Depois comecei a pensar melhor sobre o assunto e me lembrar
de outra seca marcante na minha memória. A do início dos anos 80. Naquela época,
houve uma reportagem memorável no Fantástico (de 1983) em que o repórter João
Batista Olivi, chora ao entrevistar um menino que encontrava força e esperança
para brincar mesmo numa situação como aquelas. Lembro também das campanhas para
arrecadar fundos para os flagelados da seca. Procurei no Youtube o vídeo da
reportagem, e nele também aparecem as tão famosas “frentes de trabalho” (uma
maneira dos governos darem emprego àqueles que tinham perdido tudo).
Comparando as duas reportagens, com exatos 30 anos de
diferença, uma coisa ficou clara: a situação do povo melhorou muito.
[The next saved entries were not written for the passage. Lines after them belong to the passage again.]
use std::fmt;
use std::path::Path;

use serde::{Serialize, Serializer};
use serde_json::Value;

use crate::error::{Result, SearchError};
use crate::file::{read_json_file, LoadError};

/// How far below the root a traversal may go.
///
/// `Limited(n)` allows `n` edges from the root: `Limited(0)` visits nothing, `Limited(1)` only
/// the root's direct entries.
#[derive(Debug, Clone, Copy, PartialEq, Eq, Default)]
pub enum MaxDepth {
    #[default]
    Unbounded,
    Limited(usize),
}

impl MaxDepth {
    /// True when an entry whose path has `depth` segments may not be descended into.
    pub fn reached(self, depth: usize) -> bool {
        match self {
            MaxDepth::Unbounded => false,
            MaxDepth::Limited(max) => depth >= max,
        }
    }
}

impl From<usize> for MaxDepth {
    fn from(depth: usize) -> Self {
        MaxDepth::Limited(depth)
    }
}

// Unbounded serializes as `null`, the same form `from_json` reads back.
impl Serialize for MaxDepth {
    fn serialize<S: Serializer>(&self, serializer: S) -> std::result::Result<S::Ok, S::Error> {
        match self {
            MaxDepth::Unbounded => serializer.serialize_none(),
            MaxDepth::Limited(n) => serializer.serialize_some(n),
        }
    }
}

impl fmt::Display for MaxDepth {
    fn fmt(&self, f: &mut fmt::Formatter<'_>) -> fmt::Result {
        match self {
            MaxDepth::Unbounded => f.write_str("unbounded"),
            MaxDepth::Limited(n) => write!(f, "{n}"),
        }
    }
}

/// Partial option set; unset fields fall back to defaults in [`SearchOptions::resolve`].
#[derive(Debug, Clone, Default, PartialEq)]
pub struct SearchOptions {
    pub case_sensitive: Option<bool>,
    pub max_depth: Option<MaxDepth>,
    pub path_delimiter: Option<String>,
    pub caching: Option<bool>,
}

impl SearchOptions {
    pub fn new() -> Self {
        Self::default()
    }

    pub fn with_case_sensitive(mut self, case_sensitive: bool) -> Self {
        self.case_sensitive = Some(case_sensitive);
        self
    }

    pub fn with_max_depth(mut self, max_depth: usize) -> Self {
        self.max_depth = Some(MaxDepth::Limited(max_depth));
        self
    }

    pub fn with_unbounded_depth(mut self) -> Self {
        self.max_depth = Some(MaxDepth::Unbounded);
        self
    }

    pub fn with_path_delimiter(mut self, delimiter: impl Into<String>) -> Self {
        self.path_delimiter = Some(delimiter.into());
        self
    }

    pub fn with_caching(mut self, caching: bool) -> Self {
        self.caching = Some(caching);
        self
    }

    /// Overlay `other` on top of `self`; fields set in `other` win.
    pub fn merge(self, other: SearchOptions) -> Self {
        Self {
            case_sensitive: other.case_sensitive.or(self.case_sensitive),
            max_depth: other.max_depth.or(self.max_depth),
            path_delimiter: other.path_delimiter.or(self.path_delimiter),
            caching: other.caching.or(self.caching),
        }
    }

    /// Read options from a loosely-typed JSON object using the camelCase field names.
    ///
    /// Fields with the wrong JSON type fail with [`SearchError::Config`]. `maxDepth` accepts a
    /// non-negative number (fractions round up), `null`, or `"unbounded"`/`"infinity"`.
    /// Unknown fields are ignored.
    pub fn from_json(value: &Value) -> Result<Self> {
        let Value::Object(map) = value else {
            return Err(SearchError::Config("options must be an object".into()));
        };

        let mut options = SearchOptions::default();

        if let Some(v) = map.get("caseSensitive") {
            let flag = v
                .as_bool()
                .ok_or_else(|| SearchError::Config("caseSensitive option must be a boolean".into()))?;
            options.case_sensitive = Some(flag);
        }

        if let Some(v) = map.get("maxDepth") {
            options.max_depth = Some(max_depth_from_json(v)?);
        }

        if let Some(v) = map.get("pathDelimiter") {
            let delimiter = v.as_str().ok_or_else(|| {
                SearchError::Config("pathDelimiter must be a non-empty string".into())
            })?;
            options.path_delimiter = Some(delimiter.to_string());
        }

        if let Some(v) = map.get("caching") {
            let flag = v
                .as_bool()
                .ok_or_else(|| SearchError::Config("caching option must be a boolean".into()))?;
            options.caching = Some(flag);
        }

        Ok(options)
    }

    /// Fill defaults and validate, producing the configuration a search instance runs with.
    pub fn resolve(self) -> Result<SearchConfig> {
        let path_delimiter = self.path_delimiter.unwrap_or_else(|| ".".to_string());
        if path_delimiter.is_empty() {
            return Err(SearchError::Config("pathDelimiter must be a non-empty string".into()));
        }

        Ok(SearchConfig {
            case_sensitive: self.case_sensitive.unwrap_or(true),
            max_depth: self.max_depth.unwrap_or_default(),
            path_delimiter,
            caching: self.caching.unwrap_or(true),
        })
    }
}

fn max_depth_from_json(value: &Value) -> Result<MaxDepth> {
    let invalid = || SearchError::Config("maxDepth must be a non-negative number".into());
    match value {
        Value::Null => Ok(MaxDepth::Unbounded),
        Value::String(s) if s.eq_ignore_ascii_case("unbounded") || s.eq_ignore_ascii_case("infinity") => {
            Ok(MaxDepth::Unbounded)
        }
        Value::Number(n) => {
            if let Some(depth) = n.as_u64() {
                return Ok(MaxDepth::Limited(usize::try_from(depth).unwrap_or(usize::MAX)));
            }
            match n.as_f64() {
                Some(f) if f >= 0.0 && f.is_finite() => Ok(MaxDepth::Limited(f.ceil() as usize)),
                _ => Err(invalid()),
            }
        }
        _ => Err(invalid()),
    }
}

/// Fully resolved options. Fixed for the life of a search instance; only the caching flag
/// can change afterwards, and that lives with the cache.
#[derive(Debug, Clone, PartialEq, Eq, Serialize)]
#[serde(rename_all = "camelCase")]
pub struct SearchConfig {
    pub case_sensitive: bool,
    pub max_depth: MaxDepth,
    pub path_delimiter: String,
    pub caching: bool,
}

impl Default for SearchConfig {
    fn default() -> Self {
        Self {
            case_sensitive: true,
            max_depth: MaxDepth::Unbounded,
            path_delimiter: ".".to_string(),
            caching: true,
        }
    }
}

/// Load an options object from a JSON file.
pub fn load_options(path: impl AsRef<Path>) -> std::result::Result<SearchOptions, LoadError> {
    let value = read_json_file(path)?;
    Ok(SearchOptions::from_json(&value)?)
}

#[cfg(test)]
mod tests {
    use super::*;
    use serde_json::json;

    #[test]
    fn empty_options_resolve_to_defaults() {
        let config = SearchOptions::new().resolve().unwrap();
        assert_eq!(config, SearchConfig::default());
        assert!(config.case_sensitive);
        assert!(config.caching);
        assert_eq!(config.max_depth, MaxDepth::Unbounded);
        assert_eq!(config.path_delimiter, ".");
    }

    #[test]
    fn empty_delimiter_is_rejected() {
        let err = SearchOptions::new().with_path_delimiter("").resolve().unwrap_err();
        assert!(matches!(err, SearchError::Config(_)));
    }

    #[test]
    fn json_options_are_type_checked() {
        let cases = [
            (json!({"caseSensitive": "yes"}), "caseSensitive option must be a boolean"),
            (json!({"maxDepth": -1}), "maxDepth must be a non-negative number"),
            (json!({"maxDepth": "deep"}), "maxDepth must be a non-negative number"),
            (json!({"pathDelimiter": 5}), "pathDelimiter must be a non-empty string"),
            (json!({"caching": 1}), "caching option must be a boolean"),
        ];
        for (input, message) in cases {
            let err = SearchOptions::from_json(&input).unwrap_err();
            assert_eq!(err, SearchError::Config(message.into()), "input: {input}");
        }

        let err = SearchOptions::from_json(&json!({"pathDelimiter": ""}))
            .unwrap()
            .resolve()
            .unwrap_err();
        assert!(matches!(err, SearchError::Config(_)));
    }

    #[test]
    fn json_max_depth_forms() {
        let parse = |v: Value| SearchOptions::from_json(&json!({ "maxDepth": v })).unwrap().max_depth;
        assert_eq!(parse(json!(3)), Some(MaxDepth::Limited(3)));
        assert_eq!(parse(json!(2.5)), Some(MaxDepth::Limited(3)));
        assert_eq!(parse(json!(0)), Some(MaxDepth::Limited(0)));
        assert_eq!(parse(json!(null)), Some(MaxDepth::Unbounded));
        assert_eq!(parse(json!("Infinity")), Some(MaxDepth::Unbounded));
    }

    #[test]
    fn merge_prefers_later_fields() {
        let base = SearchOptions::new().with_caching(false).with_path_delimiter("/");
        let merged = base.merge(SearchOptions::new().with_path_delimiter("::"));
        assert_eq!(merged.caching, Some(false));
        assert_eq!(merged.path_delimiter.as_deref(), Some("::"));
    }

    #[test]
    fn depth_limit_applies_at_cutoff() {
        assert!(MaxDepth::Limited(0).reached(0));
        assert!(!MaxDepth::Limited(2).reached(1));
        assert!(MaxDepth::Limited(2).reached(2));
        assert!(!MaxDepth::Unbounded.reached(usize::MAX));
    }
}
Não, não
pensem que enlouqueci ou que estou fazendo alguma apologia política para o
partido A ou B. Se têm dúvida, vejas as reportagens. Em 1983 as crianças
choravam de fome, as mães choravam por não terem o que dar de comida para os
filhos, não havia água nem para beber, muita gente morreu de desnutrição, o
gado morria de fome... Pois bem, apesar da seca de 2013 ser a “pior dos últimos
60 anos”, isso dito pelo Secretário de Recursos Hídricos de Pernambuco, Almir
Cirilo, a grande reclamação hoje é a perda do rebanho de gado. Nas palavras do
agricultor Magno Moura, segurando o choro: “Ninguém pode analisar a dor de um
nordestino que perde seus animais. É duro demais. Só quem está aqui, no dia a
dia, vendo eles morrendo aos poucos, sabe". Na mesma reportagem aparece a
dona de casa, Maria Jo, cuja maior reclamação era a pouca água disponível, e
comentava a falta que ela sentia de um banho de chuveiro.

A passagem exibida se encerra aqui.